Every woman has a story. This one is uniquely mine.
Some call me a birth mother, some call me a birthmother, a natural mother, a first mother; some call me a biological mother, or even yet, a life mother. (I’ve been called a breeder, brood sow, and a BM, too.)
However, I call myself a mother. No prefixes or qualifiers. Simply a mother.
I am a mother of Ms. Feverfew, my oldest daughter who was lost to a private domestic adoption facilitated by my LDS bishop in the early 1990’s. I am now raising two boys, Matthew and Luke, and their little sister, Poppy. I am married to an ever-so-patient man with whom I share an epic love story deserving of a blog of its own.

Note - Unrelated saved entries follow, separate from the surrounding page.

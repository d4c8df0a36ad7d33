//! loginstore: accepts email/password pairs over HTTP and appends them to a
//! document store.

pub mod config;
pub mod console;
pub mod error;
pub mod handlers;
pub mod password;
pub mod server;
pub mod state;
pub mod store;
pub mod telemetry;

I love all things domestic, creative, and crafty, hold a B.S. in Psychology, an M.S. in Instructional Technology, a Ph.D. in Instructional Technology and Learning Sciences, and have completed coursework towards an MSW in Clinical Social Work.
I believe the cultural proscriptions placed on a birth mother’s speech foster lifelong feelings of shame and purchase her continued silence at a terrible cost to her psyche and soul. This silence allows society to minimize and trivialize the destruction of the most fundamental family unit – a mother and her child.

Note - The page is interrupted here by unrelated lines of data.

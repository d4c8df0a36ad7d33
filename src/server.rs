//! Axum router and server setup.
//! Used by: main.

use axum::routing::{get, post};
use axum::Router;
use tower_http::cors::CorsLayer;

use crate::handlers;
use crate::state::AppState;

pub fn build_router(state: AppState) -> Router {
    Router::new()
        .route("/save", post(handlers::save::save))
        .route("/health", get(handlers::health::health))
        .route("/metrics", get(handlers::metrics::metrics))
        .layer(CorsLayer::permissive())
        .with_state(state)
}

pub async fn run(state: AppState, addr: &str) -> std::io::Result<()> {
    let router = build_router(state);
    let listener = tokio::net::TcpListener::bind(addr).await?;
    tracing::info!("listening on {}", listener.local_addr()?);
    axum::serve(listener, router)
        .with_graceful_shutdown(shutdown_signal())
        .await
}

async fn shutdown_signal() {
    let ctrl_c = async {
        if let Err(err) = tokio::signal::ctrl_c().await {
            tracing::warn!(error = %err, "ctrl-c handler unavailable");
            std::future::pending::<()>().await;
        }
    };

    #[cfg(unix)]
    let terminate = async {
        match tokio::signal::unix::signal(tokio::signal::unix::SignalKind::terminate()) {
            Ok(mut sigterm) => {
                sigterm.recv().await;
            }
            Err(err) => {
                tracing::warn!(error = %err, "SIGTERM handler unavailable");
                std::future::pending::<()>().await;
            }
        }
    };

    #[cfg(not(unix))]
    let terminate = std::future::pending::<()>();

    tokio::select! {
        _ = ctrl_c => {},
        _ = terminate => {},
    }
    tracing::info!("shutdown signal received");
}
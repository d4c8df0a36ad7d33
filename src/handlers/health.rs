//! Health check endpoint reporting store readiness.
//! Used by: server.

use axum::extract::State;
use axum::http::StatusCode;
use axum::Json;
use serde::{Deserialize, Serialize};

use crate::state::AppState;

#[derive(Debug, Serialize, Deserialize)]
pub struct HealthResponse {
    pub status: String,
    pub store: String,
}

pub async fn health(State(state): State<AppState>) -> (StatusCode, Json<HealthResponse>) {
    match state.backend() {
        Some(backend) => (
            StatusCode::OK,
            Json(HealthResponse { status: "ok".into(), store: backend.into() }),
        ),
        None => (
            StatusCode::SERVICE_UNAVAILABLE,
            Json(HealthResponse { status: "degraded".into(), store: "none".into() }),
        ),
    }
}

#[cfg(test)]
mod tests {
    use super::*;
    use crate::password::PasswordPolicy;
    use crate::state::{build_state_with, build_test_state};

    #[tokio::test]
    async fn ready_store_reports_ok() -> crate::error::Result<()> {
        let (status, Json(body)) = health(State(build_test_state()?)).await;
        assert_eq!(status, StatusCode::OK);
        assert_eq!(body.status, "ok");
        assert_eq!(body.store, "sqlite");
        Ok(())
    }

    #[tokio::test]
    async fn missing_store_reports_degraded() {
        let state = build_state_with(None, PasswordPolicy::Plaintext);
        let (status, Json(body)) = health(State(state)).await;
        assert_eq!(status, StatusCode::SERVICE_UNAVAILABLE);
        assert_eq!(body.status, "degraded");
        assert_eq!(body.store, "none");
    }
}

This purchased silence also prevents mothers of adoption loss from uncovering the depth of sorrow and the complexity of loss adoption brings into her life.
In defiance to this polite silence, I speak as plainly and truthfully as my psyche will permit.

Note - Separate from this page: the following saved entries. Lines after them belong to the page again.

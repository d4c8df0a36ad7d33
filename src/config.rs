//! Environment-driven configuration.
//! Used by: main, state, store.

use std::str::FromStr;
use std::time::Duration;

use crate::error::{Error, Result};
use crate::password::PasswordPolicy;

pub const DEFAULT_BIND_ADDR: &str = "0.0.0.0:5000";
pub const DEFAULT_STORE_URI: &str = "sqlite:loginstore.db";
pub const DEFAULT_DATABASE: &str = "devopsdb";
pub const DEFAULT_COLLECTION: &str = "users";
pub const DEFAULT_LOG_LEVEL: &str = "info";
const DEFAULT_CONNECT_TIMEOUT_SECS: u64 = 10;

#[derive(Debug, Clone)]
pub struct Config {
    pub bind_addr: String,
    pub store: StoreConfig,
    pub store_required: bool,
    pub password_policy: PasswordPolicy,
    /// Fallback filter directive when `RUST_LOG` is unset.
    pub log_level: String,
}

#[derive(Debug, Clone)]
pub struct StoreConfig {
    pub uri: String,
    pub database: String,
    pub collection: String,
    pub connect_timeout: Duration,
}

impl StoreConfig {
    pub fn new(uri: impl Into<String>) -> Self {
        Self {
            uri: uri.into(),
            database: DEFAULT_DATABASE.into(),
            collection: DEFAULT_COLLECTION.into(),
            connect_timeout: Duration::from_secs(DEFAULT_CONNECT_TIMEOUT_SECS),
        }
    }

    /// The URI with any password replaced, safe to log.
    pub fn redacted_uri(&self) -> String {
        redact_uri(&self.uri)
    }
}

impl Config {
    pub fn from_env() -> Result<Self> {
        Self::from_lookup(|key| std::env::var(key).ok())
    }

    /// Builds a config from any key lookup, so tests don't touch process env.
    pub fn from_lookup<F>(lookup: F) -> Result<Self>
    where
        F: Fn(&str) -> Option<String>,
    {
        let store = StoreConfig {
            uri: lookup("STORE_URI").unwrap_or_else(|| DEFAULT_STORE_URI.into()),
            database: lookup("STORE_DATABASE").unwrap_or_else(|| DEFAULT_DATABASE.into()),
            collection: lookup("STORE_COLLECTION").unwrap_or_else(|| DEFAULT_COLLECTION.into()),
            connect_timeout: Duration::from_secs(parse_or(
                &lookup,
                "STORE_CONNECT_TIMEOUT_SECS",
                DEFAULT_CONNECT_TIMEOUT_SECS,
            )?),
        };
        validate_name("STORE_DATABASE", &store.database)?;
        validate_name("STORE_COLLECTION", &store.collection)?;

        Ok(Self {
            bind_addr: lookup("BIND_ADDR").unwrap_or_else(|| DEFAULT_BIND_ADDR.into()),
            store,
            store_required: parse_or(&lookup, "STORE_REQUIRED", false)?,
            password_policy: parse_or(&lookup, "PASSWORD_POLICY", PasswordPolicy::Plaintext)?,
            log_level: lookup("LOG_LEVEL").unwrap_or_else(|| DEFAULT_LOG_LEVEL.into()),
        })
    }
}

fn parse_or<F, T>(lookup: &F, key: &str, default: T) -> Result<T>
where
    F: Fn(&str) -> Option<String>,
    T: FromStr,
{
    match lookup(key) {
        None => Ok(default),
        Some(raw) => raw
            .trim()
            .parse::<T>()
            .map_err(|_| Error::Config(format!("{}={}", key, raw))),
    }
}

// Collection names end up in SQL for the sqlite backend.
fn validate_name(key: &str, value: &str) -> Result<()> {
    let ok = !value.is_empty()
        && value.len() <= 64
        && value.chars().all(|c| c.is_ascii_alphanumeric() || c == '_');
    if ok {
        Ok(())
    } else {
        Err(Error::Config(format!("{} must be 1-64 alphanumeric/underscore chars", key)))
    }
}

fn redact_uri(uri: &str) -> String {
    let Some((scheme, rest)) = uri.split_once("://") else {
        return uri.to_string();
    };
    // Unescaped `/`, `?` or `@` may sit inside the password, so the host
    // starts after the last `@` preceding the first path or query delimiter
    // that follows an `@`.
    let Some(first_at) = rest.find('@') else {
        return uri.to_string();
    };
    let authority_end = rest[first_at..]
        .find(|c| c == '/' || c == '?')
        .map_or(rest.len(), |i| first_at + i);
    match rest[..authority_end].rfind('@') {
        Some(at) => {
            let userinfo = &rest[..at];
            let user = userinfo.split(':').next().unwrap_or_default();
            format!("{}://{}:***@{}", scheme, user, &rest[at + 1..])
        }
        None => uri.to_string(),
    }
}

I speak with the “freedom of those who are marginalized to the establishment” (Rainer, 1997).
I speak with the zeal of one who creates and affirms her experience through writing.
I speak with complete abandon because I have already lost and have nothing to lose by risking it all. In the raw and unbounded beauty of becoming fierce with my truth, I am liberated from the trance of adoption mythology.
To protect the privacy of certain individuals, I have in some ways disguised their identities. Sometimes, I have taken poetic license with events and their timing to protect both the innocent and the guilty. However, the truth remains substantially intact.
These are my words. This is my truth.